Since springtime officially started last week, we’ve been enjoying sunshine and warmth in Bristol. In our line of work it certainly is a welcome change to the cold winter months. There is a noticeable vibe of busyness around the city, whilst people spring clean their homes and get to work in their gardens.
Now that we’re all under way with sowing seeds, tidying up our gardens and dreaming of hot summer days spent relaxing by the bbq, I thought we could take a look at microgreens.
Windowsill Garden – image Reddit
At home both our front and back gardens are small, concreted spaces, and we don’t have much indoor window space, so we are limited with what we grow each year. Perhaps you don’t have much space either and are wondering what would be best to grow? Well, why not try growing microgreens?
Microgreens became all the rage some years back with fine dining chefs using these attractive tiny leaves in dishes for their delicate textures and distinctive flavours. In Bristol we have an urban farm that I find very inspiring; Grow Bristol. They grow a variety of leafy crops using hydroponics and no use of pesticides. They supply many local restaurants and businesses across the city.
At home we can grow a variety of salad crops as microgreens with compost in a seed tray on the windowsill throughout the year. They aren’t expensive to grow, don’t take up much room and don’t require much maintenance, other than watering and harvesting/cutting.
Image Gardeners’ World
Microgreens are packed full of vitamins, minerals and antioxidants. They have more nutritional value than their full size counterparts, and can improve your body’s absorption of vitamins and minerals. The leaves of microgreens are small because they are harvested before they grow to maturity. This happens between 7 and 14 days.
Microgreens aren’t sprouts – sprouts are germinated or partially germinated seeds – with microgreens you just harvest the leaves. Many microgreens are cut and come again, so you get repeat crops, and when they’re done just add to your compost bin. It’s a no brainer really, you just have the hard decision of deciding which of the many leaves to choose to grow…
You can sprinkle them on salads and soups, put a handful in a smoothie, or put them in a sandwich with your favourite filling to increase your ‘5 a day’ veg intake, Mmmmm!
Watercress – image organic microgreens Ireland
Watercress has more vitamin C than orange, more calcium than milk, more folates than bananas, and more iron than spinach.
Chia – rich in calcium and phosphorous which are important for healthy bones and teeth, high in manganese which is beneficial for connective tissue.
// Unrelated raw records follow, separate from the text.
//! Avicam Camera Binary
//!
//! Runs a camera node: live streaming, AVI recording to local storage and
//! playback of stored recordings.
//!
//! ## Usage
//!
//! ```bash
//! # Record into a custom directory at 15 fps
//! AVICAM_STORAGE_ROOT=/mnt/sd AVICAM_FPS=15 avicam-camera
//!
//! # Stream only, replay stored recordings on start
//! AVICAM_RECORD=0 avicam-camera --playback
//! ```

use anyhow::Result;
use std::sync::atomic::{AtomicU64, Ordering};
use std::sync::Arc;
use std::time::Duration;
use tracing::{debug, info};

use avicam::event::{EventUploader, MotionLine};
use avicam::sink::{StreamSink, TransportState};
use avicam::{CameraNode, FrameSource, NodeConfig};

/// Stream sink that only counts and logs frames
#[derive(Default)]
struct LoggingSink {
    frames: AtomicU64,
}

#[async_trait::async_trait]
impl StreamSink for LoggingSink {
    async fn send(&self, data: &[u8]) -> Result<()> {
        let n = self.frames.fetch_add(1, Ordering::Relaxed) + 1;
        if n % 100 == 0 {
            info!("Streamed {} frames (last {} bytes)", n, data.len());
        } else {
            debug!("Streamed frame {} ({} bytes)", n, data.len());
        }
        Ok(())
    }
}

/// Event uploader that logs motion snapshots
struct LoggingUploader;

#[async_trait::async_trait]
impl EventUploader for LoggingUploader {
    async fn upload(&self, jpeg: &[u8]) -> Result<()> {
        info!("Motion snapshot ({} bytes)", jpeg.len());
        Ok(())
    }
}

fn frame_source(config: &NodeConfig) -> Result<Arc<dyn FrameSource>> {
    #[cfg(feature = "test-source")]
    {
        let (width, height) = config.frame_size.dimensions();
        info!("Starting test frame source");
        Ok(Arc::new(avicam::TestSource::new(avicam::TestSourceConfig {
            width,
            height,
            ..Default::default()
        })))
    }
    #[cfg(not(feature = "test-source"))]
    {
        let _ = config;
        anyhow::bail!("No camera source available. Rebuild with --features test-source");
    }
}

#[tokio::main]
async fn main() -> Result<()> {
    // Initialize logging
    tracing_subscriber::fmt()
        .with_env_filter(
            tracing_subscriber::EnvFilter::from_default_env()
                .add_directive("avicam=info".parse().unwrap()),
        )
        .init();

    // Load configuration
    let config = NodeConfig::from_env();
    let args: Vec<String> = std::env::args().collect();
    let playback_on_start = args.iter().any(|arg| arg == "--playback");

    info!("Avicam Camera starting");
    info!("  Storage: {}", config.storage_root.display());
    info!("  Video: {} @ {}fps", config.frame_size, config.fps);
    info!(
        "  Recording: {} ({} frames/file, min {}s)",
        if config.record_on_start { "armed" } else { "disarmed" },
        config.max_frames,
        config.min_seconds
    );

    let source = frame_source(&config)?;

    // No peer transport in this binary: treat the sink as always connected
    let transport = TransportState::new();
    transport.set_connected(true);
    transport.set_channel_open(true);

    let node = CameraNode::new(config, source, Arc::new(LoggingSink::default()))
        .with_transport(transport)
        .with_motion(Arc::new(MotionLine::new()))
        .with_uploader(Arc::new(LoggingUploader))
        .start()?;

    if playback_on_start && !node.start_playback(None) {
        info!("Playback already active");
    }

    let mut status_interval = tokio::time::interval(Duration::from_secs(30));
    status_interval.tick().await;
    loop {
        tokio::select! {
            _ = tokio::signal::ctrl_c() => {
                info!("Received Ctrl-C");
                break;
            }
            _ = status_interval.tick() => {
                let status = node.status();
                info!(
                    captured = status.hub.frames_captured,
                    recorded = status.recorder.frames_written,
                    files = status.recorder.files_kept,
                    dropped = status.hub.frames_dropped,
                    playback = status.playback_active,
                    "Status"
                );
            }
        }
    }

    node.shutdown().await;
    Ok(())
}
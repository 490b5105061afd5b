//! Frame buffer types for captured and replayed video

use anyhow::Result;
use bytes::Bytes;
use serde::{Deserialize, Serialize};

/// Largest JPEG payload accepted anywhere in the pipeline (1 MiB)
pub const MAX_JPEG_SIZE: usize = 1024 * 1024;

/// JPEG start-of-image marker
pub const JPEG_SOI: [u8; 2] = [0xFF, 0xD8];

/// Pixel format tag carried with every frame
#[derive(Debug, Clone, Copy, PartialEq, Eq, Hash, Serialize, Deserialize)]
pub enum PixelFormat {
    /// Motion-JPEG compressed frame
    Jpeg,
    /// Raw RGB565
    Rgb565,
    /// Raw YUV 4:2:2
    Yuv422,
    /// Raw 8-bit grayscale
    Grayscale,
}

/// A single captured (or replayed) video frame.
///
/// Immutable once built: the payload is a reference-counted [`Bytes`], so
/// cloning a `FrameBuffer` never copies pixel data.
#[derive(Debug, Clone)]
pub struct FrameBuffer {
    /// Encoded frame data (JPEG for MJPEG capture)
    pub payload: Bytes,
    /// Payload format
    pub format: PixelFormat,
    /// Width in pixels (0 when unknown, e.g. replayed frames)
    pub width: u32,
    /// Height in pixels (0 when unknown)
    pub height: u32,
    /// Capture timestamp in microseconds since node start
    pub timestamp_us: u64,
}

impl FrameBuffer {
    /// Create a JPEG frame with unknown dimensions
    pub fn jpeg(payload: Bytes) -> Self {
        Self {
            payload,
            format: PixelFormat::Jpeg,
            width: 0,
            height: 0,
            timestamp_us: 0,
        }
    }

    /// Set the dimensions and return self (builder pattern)
    pub fn with_dimensions(mut self, width: u32, height: u32) -> Self {
        self.width = width;
        self.height = height;
        self
    }

    /// Set the timestamp and return self (builder pattern)
    pub fn with_timestamp(mut self, timestamp_us: u64) -> Self {
        self.timestamp_us = timestamp_us;
        self
    }

    /// Payload length in bytes
    pub fn len(&self) -> usize {
        self.payload.len()
    }

    /// True if the payload is empty
    pub fn is_empty(&self) -> bool {
        self.payload.is_empty()
    }

    /// Check that the frame looks like a complete JPEG image.
    ///
    /// Rejects raw-format frames, empty frames, frames above [`MAX_JPEG_SIZE`],
    /// and frames that do not start with the SOI marker. A rejected frame must
    /// not be forwarded to any sink.
    pub fn check_jpeg(&self) -> Result<()> {
        if self.format != PixelFormat::Jpeg {
            anyhow::bail!("Not a JPEG frame: {:?}", self.format);
        }
        let len = self.payload.len();
        if len == 0 || len > MAX_JPEG_SIZE {
            anyhow::bail!("Frame size out of bounds: {} bytes", len);
        }
        if len < 4 || self.payload[..2] != JPEG_SOI {
            anyhow::bail!("Corrupted JPEG: no SOI marker");
        }
        Ok(())
    }
}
Basil – is a good source of vitamin E for eye health and prevents inflammation and heart disease. It’s a very good source of dietary fibre, which helps control blood sugar levels.
Kale – is an antioxidant and stimulates collagen production. It’s a powerhouse of vitamin C, which keeps your bones strong and your skin supple.
Radish – is a good source of carbohydrates for energy, and is also high in B complex vitamins.
Dill – full of B complex vitamins – image copyright sproutpeople.org
Mustard – mildly spicy, adds a horseradish flavour to salads and smoothies.
Mizuna – image villagelinks
Mizuna red streaks adds a peppery flavour, is high in antioxidants and supports the clotting of blood in the body, strengthens bones, and reduces eye cancer risk.
Celery – has attractive young leaves and gives a sharpness when added to food or drinks. It is the slowest growing, compared to other seeds used as microgreens.
Chives – these bright green leaves are another of the slower growers, but are popular for their slightly crunchy texture, and salty/spicy flavour and unique shape. They are harvested between 14-25 days.
Rocket – high in vitamin C which prevents scurvy disease and boosts body immunity, which helps develop resistance against infections. Helps to lower cholesterol, and promotes digestive regularity.
Coriander – is high in carotenoids, which lowers the risk of eye disease and particular cancers.
- Please note. Nightshade family plants such as potatoes, tomatoes, aubergine and peppers should not be grown as microgreens as the plant sprouts are poisonous.